Boston, MA 03/17/2014 (wallstreetpr) – Depomed Inc (NASDAQ:DEPO) has been building up a specialty pharmaceutical business and the management seems to have done a good job of it. Investors should take a look at this stock and see if it can add value to their portfolio.
The financial results:
Depomed Inc (NASDAQ:DEPO) closed the fourth quarter with revenues $40.6 million. These revenues included $18.8 million on account of product sales, $18.5 million in royalities and $3.3 million in licensing and collaborative fees. Royalties included $18.1 million associated with the company’s transaction with PDL Bio Pharma. Earnings for the quarter translate to $0.72 per share. Analysts had expected the company to declare a loss of $0.21 per share. The company had reported a loss of $0.07 per share in the same period last year. Revenues increased by more than 52% on y-on-y basis. Analysts had estimated that the company would report revenues of $19.06 million in the quarter.Revenues for the full year 2013 were $134.2 million. These included $58.3 million in product sales, $45 million in royalties and $17.8 million in collaborative and licensing fees.

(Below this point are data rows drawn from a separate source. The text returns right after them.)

//! Trusted in-process credential lookup
//!
//! Other subsystems (provisioning, plugin activation) resolve a credential by
//! id without a workspace context. That path skips the workspace check, so it
//! is a separate capability handed out only by
//! [`CredentialServiceBuilder::build_with_internal_resolver`](super::service::CredentialServiceBuilder::build_with_internal_resolver)
//! and never reachable from [`CredentialService`](super::service::CredentialService).

use std::fmt;
use std::sync::Arc;
use tracing::Instrument;

use super::encryption::CredentialEncryptor;
use super::service::decrypt_data;
use super::validation;
use crate::credential_span;
use crate::domain::{Credential, CredentialId, CredentialPayload};
use crate::errors::{Error, Result};
use crate::storage::CredentialStore;

/// A stored credential with its decrypted, typed payload
pub struct ResolvedCredential {
    pub credential: Credential,
    pub payload: CredentialPayload,
}

impl fmt::Debug for ResolvedCredential {
    fn fmt(&self, f: &mut fmt::Formatter<'_>) -> fmt::Result {
        f.debug_struct("ResolvedCredential")
            .field("credential", &self.credential)
            .field("payload", &self.payload)
            .finish()
    }
}

/// Resolves credentials by id, bypassing workspace authorization
pub struct InternalCredentialResolver {
    store: Arc<dyn CredentialStore>,
    encryptor: CredentialEncryptor,
}

impl InternalCredentialResolver {
    pub(crate) fn new(store: Arc<dyn CredentialStore>, encryptor: CredentialEncryptor) -> Self {
        Self { store, encryptor }
    }

    /// Fetch and decrypt. Decryption failures are errors here, not degraded reads.
    pub async fn resolve(&self, id: &CredentialId) -> Result<ResolvedCredential> {
        let span = credential_span!("internal_resolve", credential_id = %id);

        async {
            let credential = self
                .store
                .get_by_id(id)
                .await
                .map_err(|e| match e {
                    Error::NotFound { .. } => e,
                    other => {
                        tracing::error!(error = %other, "Credential store lookup failed");
                        Error::internal("failed to get credential")
                    }
                })?
                .ok_or_else(|| Error::not_found("Credential", id.as_str()))?;

            let data = decrypt_data(&self.encryptor, &credential)?;
            let payload = validation::parse_payload(credential.provider, &data).map_err(|_| {
                Error::internal(format!("Stored payload for credential {} is malformed", id))
            })?;

            tracing::debug!(provider = %credential.provider, "Credential resolved for internal use");
            Ok(ResolvedCredential { credential, payload })
        }
        .instrument(span)
        .await
    }
}

impl fmt::Debug for InternalCredentialResolver {
    fn fmt(&self, f: &mut fmt::Formatter<'_>) -> fmt::Result {
        f.debug_struct("InternalCredentialResolver").finish_non_exhaustive()
    }
}

#[cfg(test)]
mod tests {
    use super::*;
    use crate::credentials::service::CredentialService;
    use crate::domain::{ActorId, CreateCredentialRequest, WorkspaceId};
    use crate::storage::InMemoryStore;
    use serde_json::json;

    fn azure_request() -> CreateCredentialRequest {
        CreateCredentialRequest {
            provider: "azure".to_string(),
            name: "sub".to_string(),
            data: json!({
                "client_id": "cid",
                "client_secret": "super-secret-value",
                "tenant_id": "tid",
                "subscription_id": "sub-1"
            })
            .as_object()
            .cloned()
            .unwrap(),
        }
    }

    #[tokio::test]
    async fn resolves_without_workspace_and_redacts_debug() {
        let store = Arc::new(InMemoryStore::new());
        let (service, resolver) =
            CredentialService::builder(store, CredentialEncryptor::for_testing())
                .build_with_internal_resolver();

        let created = service
            .create_credential(&WorkspaceId::new(), &ActorId::new(), azure_request())
            .await
            .unwrap();

        let resolved = resolver.resolve(&created.id).await.unwrap();
        match &resolved.payload {
            CredentialPayload::Azure(sp) => {
                assert_eq!(sp.client_secret, "super-secret-value");
                assert_eq!(sp.extra.get("subscription_id"), Some(&json!("sub-1")));
            }
            other => panic!("unexpected payload {:?}", other),
        }

        assert!(!format!("{:?}", resolved).contains("super-secret-value"));
    }

    #[tokio::test]
    async fn missing_credential_is_not_found() {
        let resolver = InternalCredentialResolver::new(
            Arc::new(InMemoryStore::new()),
            CredentialEncryptor::for_testing(),
        );

        let err = resolver.resolve(&CredentialId::new()).await.unwrap_err();
        assert!(matches!(err, Error::NotFound { .. }));
    }
}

Depomed expects to breakeven during 2014.The earnings are expected between the breakeven point and $0.16 per share. Analysts however expect the company to declare a loss of $0.08 in 2014.
Other News:
Among other news, the CEO of Depomed Inc (NASDAQ:DEPO), has unloaded some 17,000 shares from his holdings. As the stock is trading at a very attractive range, he may have initiated the transaction to monetize his investment. The transaction was concluded at an average price of $14.54 per share and the value comes to $247,180.
The acquisitions of the past year appear to have helped Depomed Inc (NASDAQ:DEPO) declare such strong results. The trend is expected to continue in 2014 as the product line up is very strong and the company has managed to absorb the products. The valuations are also very healthy and are worth a look for investment in the long run.